Nous avons également tenu à marquer de chez nous, sur le plateau, une solidarité locale. Et de la même façon que le Larzac avait offert dans les années 1980 symboliquement un hectare de terre au peuple kanak, qui à l’époque se battait contre le pouvoir colonial français, cette fois-ci nous avons offert symboliquement un hectare de terre. Et pour rajouter aussi dans le symbole et pour illustrer ce parallèle qui existe pour nous entre le soutien au peuple palestinien dans son combat et la lutte pour la reconnaissance de ces droits, et la lutte contre la mondialisation libérale, nous avons aussi parmi ces graines qui ont servi à ensemencer cette parcelle, donc des graines qui nous avaient été confié par des paysans sans terre brésiliens lors du forum social de porto alegre.

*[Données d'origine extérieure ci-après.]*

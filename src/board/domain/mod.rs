//! Domain model for the task board.
//!
//! Stages own tasks; each stage keeps its tasks in a dense, zero-based
//! ordering. The [`ordering`] module plans the position shifts that keep it
//! dense. Nothing here touches storage.

mod error;
mod ids;
pub mod ordering;
mod patch;
mod stage;
mod task;

pub use error::BoardDomainError;
pub use ids::{Position, StageId, TaskId};
pub use ordering::{
    DensityViolation, MovePlan, PositionRange, PositionShift, ShiftDirection, check_density,
    plan_move, plan_removal,
};
pub use patch::{FieldUpdate, TaskPatch};
pub use stage::{Stage, StageDetail, StageName, TaskOrdering};
pub use task::{PersistedTaskData, Placement, Task, TaskName};
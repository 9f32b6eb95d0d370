//! Identifier and validated scalar types for the board domain.

use super::BoardDomainError;
use serde::{Deserialize, Serialize};
use std::fmt;

/// Store-assigned identifier of a stage.
#[derive(Debug, Clone, Copy, PartialEq, Eq, PartialOrd, Ord, Hash, Serialize, Deserialize)]
#[serde(transparent)]
pub struct StageId(i64);

impl StageId {
    /// Wraps a raw identifier produced by the store.
    #[must_use]
    pub const fn from_raw(value: i64) -> Self {
        Self(value)
    }

    /// Returns the raw identifier.
    #[must_use]
    pub const fn value(self) -> i64 {
        self.0
    }
}

impl fmt::Display for StageId {
    fn fmt(&self, f: &mut fmt::Formatter<'_>) -> fmt::Result {
        write!(f, "{}", self.0)
    }
}

/// Store-assigned identifier of a task.
///
/// Identifiers grow monotonically, so ordering by id is insertion order.
#[derive(Debug, Clone, Copy, PartialEq, Eq, PartialOrd, Ord, Hash, Serialize, Deserialize)]
#[serde(transparent)]
pub struct TaskId(i64);

impl TaskId {
    /// Wraps a raw identifier produced by the store.
    #[must_use]
    pub const fn from_raw(value: i64) -> Self {
        Self(value)
    }

    /// Returns the raw identifier.
    #[must_use]
    pub const fn value(self) -> i64 {
        self.0
    }
}

impl fmt::Display for TaskId {
    fn fmt(&self, f: &mut fmt::Formatter<'_>) -> fmt::Result {
        write!(f, "{}", self.0)
    }
}

/// Zero-based rank of a task within its stage.
#[derive(
    Debug, Clone, Copy, Default, PartialEq, Eq, PartialOrd, Ord, Hash, Serialize, Deserialize,
)]
#[serde(try_from = "u32", into = "u32")]
pub struct Position(u32);

impl Position {
    /// Largest position representable in the persisted integer column.
    pub const MAX_PERSISTED_VALUE: u32 = i32::MAX.unsigned_abs();

    /// The first slot of a stage.
    pub const FIRST: Self = Self(0);

    /// Creates a validated position.
    ///
    /// # Errors
    ///
    /// Returns [`BoardDomainError::PositionTooLarge`] when the value exceeds
    /// the schema-backed maximum (`i32::MAX`).
    pub const fn new(value: u32) -> Result<Self, BoardDomainError> {
        if value > Self::MAX_PERSISTED_VALUE {
            return Err(BoardDomainError::PositionTooLarge(value));
        }
        Ok(Self(value))
    }

    /// Returns the underlying numeric value.
    #[must_use]
    pub const fn value(self) -> u32 {
        self.0
    }

    /// Returns the following slot.
    #[must_use]
    pub const fn next(self) -> Self {
        Self(self.0.saturating_add(1))
    }

    /// Returns the preceding slot, saturating at zero.
    #[must_use]
    pub const fn previous(self) -> Self {
        Self(self.0.saturating_sub(1))
    }
}

impl TryFrom<u32> for Position {
    type Error = BoardDomainError;

    fn try_from(value: u32) -> Result<Self, Self::Error> {
        Self::new(value)
    }
}

impl TryFrom<usize> for Position {
    type Error = BoardDomainError;

    fn try_from(value: usize) -> Result<Self, Self::Error> {
        let narrowed =
            u32::try_from(value).map_err(|_| BoardDomainError::PositionTooLarge(u32::MAX))?;
        Self::new(narrowed)
    }
}

impl From<Position> for u32 {
    fn from(position: Position) -> Self {
        position.0
    }
}

impl fmt::Display for Position {
    fn fmt(&self, f: &mut fmt::Formatter<'_>) -> fmt::Result {
        write!(f, "{}", self.0)
    }
}
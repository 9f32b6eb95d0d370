//! Buildit board: an ordering engine for kanban-style task boards.
//!
//! Tasks live in named stages and carry a zero-based position. The engine
//! keeps each stage's positions dense while tasks are created, renamed,
//! reordered, moved between stages and deleted.
//!
//! # Architecture
//!
//! The crate follows hexagonal architecture principles:
//!
//! - **Domain**: Pure ordering logic with no infrastructure dependencies
//! - **Ports**: Abstract trait interfaces for transactional persistence
//! - **Adapters**: In-memory and SQLite implementations of those ports
//!
//! # Example
//!
//! ```
//! use buildit_board::board::{
//!     adapters::memory::InMemoryBoardStore,
//!     services::{BoardService, CreateTaskRequest, MoveTaskRequest},
//! };
//! use std::sync::Arc;
//!
//! # #[tokio::main(flavor = "multi_thread")]
//! # async fn main() -> Result<(), buildit_board::board::services::BoardError> {
//! let service = BoardService::new(Arc::new(InMemoryBoardStore::new()));
//! let todo = service.create_stage("todo").await?;
//! let first = service
//!     .create_task(CreateTaskRequest::new("write docs", todo.id()))
//!     .await?;
//! service
//!     .create_task(CreateTaskRequest::new("ship", todo.id()))
//!     .await?;
//!
//! let moved = service
//!     .move_task(MoveTaskRequest::new(first.id()).to_position(1))
//!     .await?;
//! assert_eq!(moved.position().value(), 1);
//! # Ok(())
//! # }
//! ```

pub mod board;
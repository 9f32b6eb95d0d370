//! Kanban board ordering engine.
//!
//! Stages own tasks, and every stage keeps its tasks at the dense positions
//! `0..n`. Creating, moving and deleting a task shifts its neighbours so the
//! ordering stays dense, all within a single store transaction. The module
//! follows hexagonal architecture:
//!
//! - Domain types and shift planning in [`domain`]
//! - Port contracts in [`ports`]
//! - Adapter implementations in [`adapters`]
//! - Orchestration services in [`services`]

pub mod adapters;
pub mod domain;
pub mod ports;
pub mod services;
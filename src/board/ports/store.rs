//! Store port for stage and task persistence.
//!
//! Every engine operation runs inside exactly one [`BoardStore::transaction`].
//! The closure receives a [`BoardTransaction`] exposing row-level primitives;
//! returning `Err` from the closure rolls back every write it issued.

use crate::board::domain::{
    Placement, PositionShift, Stage, StageId, StageName, Task, TaskId, TaskName, TaskPatch,
};
use async_trait::async_trait;
use std::sync::Arc;
use thiserror::Error;

/// Result type for store operations.
pub type BoardStoreResult<T> = Result<T, BoardStoreError>;

/// Row-level primitives available inside a store transaction.
#[cfg_attr(test, mockall::automock)]
pub trait BoardTransaction {
    /// Inserts a stage and returns it with its assigned identifier.
    ///
    /// # Errors
    ///
    /// Returns [`BoardStoreError::DuplicateStageName`] when the name is taken.
    fn insert_stage(&mut self, name: &StageName) -> BoardStoreResult<Stage>;

    /// Finds a stage by identifier.
    ///
    /// # Errors
    ///
    /// Returns [`BoardStoreError::Persistence`] when the lookup fails.
    fn find_stage(&mut self, id: StageId) -> BoardStoreResult<Option<Stage>>;

    /// Finds a stage by its unique name.
    ///
    /// # Errors
    ///
    /// Returns [`BoardStoreError::Persistence`] when the lookup fails.
    fn find_stage_by_name(&mut self, name: &StageName) -> BoardStoreResult<Option<Stage>>;

    /// Returns every stage in identifier order.
    ///
    /// # Errors
    ///
    /// Returns [`BoardStoreError::Persistence`] when the query fails.
    fn list_stages(&mut self) -> BoardStoreResult<Vec<Stage>>;

    /// Inserts a task at the given placement and returns it with its
    /// assigned identifier. No neighbour is shifted.
    ///
    /// # Errors
    ///
    /// Returns [`BoardStoreError::UnknownStage`] when the stage does not
    /// exist.
    fn insert_task(&mut self, name: &TaskName, placement: Placement) -> BoardStoreResult<Task>;

    /// Finds a task by identifier.
    ///
    /// # Errors
    ///
    /// Returns [`BoardStoreError::Persistence`] when the lookup fails.
    fn find_task(&mut self, id: TaskId) -> BoardStoreResult<Option<Task>>;

    /// Returns every task in insertion order.
    ///
    /// # Errors
    ///
    /// Returns [`BoardStoreError::Persistence`] when the query fails.
    fn list_tasks(&mut self) -> BoardStoreResult<Vec<Task>>;

    /// Returns the tasks of one stage in insertion order.
    ///
    /// # Errors
    ///
    /// Returns [`BoardStoreError::Persistence`] when the query fails.
    fn list_tasks_by_stage(&mut self, stage_id: StageId) -> BoardStoreResult<Vec<Task>>;

    /// Counts the tasks of one stage.
    ///
    /// # Errors
    ///
    /// Returns [`BoardStoreError::Persistence`] when the query fails.
    fn count_tasks(&mut self, stage_id: StageId) -> BoardStoreResult<usize>;

    /// Writes the supplied fields of a task and returns the number of rows
    /// affected. Absent fields are left untouched.
    ///
    /// # Errors
    ///
    /// Returns [`BoardStoreError::UnknownStage`] when the patch points at a
    /// missing stage.
    fn update_task_fields(&mut self, id: TaskId, patch: &TaskPatch) -> BoardStoreResult<usize>;

    /// Applies one range shift and returns the number of rows affected.
    ///
    /// # Errors
    ///
    /// Returns [`BoardStoreError::Persistence`] when the update fails.
    fn shift_positions(&mut self, shift: &PositionShift) -> BoardStoreResult<usize>;

    /// Deletes a task and returns the number of rows affected.
    ///
    /// # Errors
    ///
    /// Returns [`BoardStoreError::Persistence`] when the delete fails.
    fn delete_task(&mut self, id: TaskId) -> BoardStoreResult<usize>;
}

/// Transactional access to board persistence.
#[async_trait]
pub trait BoardStore: Send + Sync {
    /// Runs `operation` inside one atomic transaction.
    ///
    /// The transaction commits when `operation` returns `Ok` and rolls back
    /// every write when it returns `Err`.
    ///
    /// # Errors
    ///
    /// Returns the error produced by `operation`, or a
    /// [`BoardStoreError::Persistence`] (converted into `E`) when the
    /// transaction cannot be opened or committed.
    async fn transaction<T, E, F>(&self, operation: F) -> Result<T, E>
    where
        F: FnOnce(&mut dyn BoardTransaction) -> Result<T, E> + Send + 'static,
        T: Send + 'static,
        E: From<BoardStoreError> + Send + 'static;
}

/// Errors returned by store implementations.
#[derive(Debug, Clone, Error)]
pub enum BoardStoreError {
    /// A stage with the same name already exists.
    #[error("duplicate stage name: {0}")]
    DuplicateStageName(StageName),

    /// A task referenced a stage that does not exist.
    #[error("unknown stage: {0}")]
    UnknownStage(StageId),

    /// Persistence-layer failure.
    #[error("persistence error: {0}")]
    Persistence(Arc<dyn std::error::Error + Send + Sync>),
}

impl BoardStoreError {
    /// Wraps a persistence error.
    pub fn persistence(err: impl std::error::Error + Send + Sync + 'static) -> Self {
        Self::Persistence(Arc::new(err))
    }

    /// Wraps a stored value that no longer satisfies a domain rule.
    pub fn corrupt_row(detail: impl Into<String>) -> Self {
        Self::persistence(std::io::Error::new(
            std::io::ErrorKind::InvalidData,
            detail.into(),
        ))
    }
}
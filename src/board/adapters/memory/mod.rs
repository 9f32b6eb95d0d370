//! In-memory adapters for tests and embedding callers.

mod store;

pub use store::InMemoryBoardStore;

Je voudrais aussi faire une petite remarque qui va paraître peut être un peu déplacée vue le contexte de violence qui sévit actuellement en Palestine. La lutte du Larzac a pu déboucher sur une victoire car une de ses principales caractèristiques était la non-violence. Je précise la non-violence active, car il ne s’agit pas d’accepter la représsion sans brocher, mais d’essayer par une sorte d’Aykido de renvoyer la force de l’agresseur. On pourrait penser que ce genre de procédé peut avoir ses limites surtout dans un contexte de violence exacerbée, or c’est en employant cette méthode que José Bové, un des nôtres, avec les autres internationaux de la mission civile du mois de mars, qu'ils ont réussi à briser le siège du quartier général de l’autorité palestinienne d’Arafat, qu’ils ont réussi à pénétrer dans le QG, a servir de bouclier humain pendant plusieurs jours, et ainsi permettre à l’opinion publique mondiale d’être mieux informé sur ce qui se passe là-bas, puisqu’ils ont pu faire rentrer des journalistes avec eux. Ils auraient bien voulu aussi faire rentrer des diplomates, mais les représentations diplomatiques sont tellement nulles. Ils ont aussi par cette action envoyé un très grand camouflé à la communauté internationale des Etats pour sa complaisance si ce n’est sa complicité face au drame palestinien.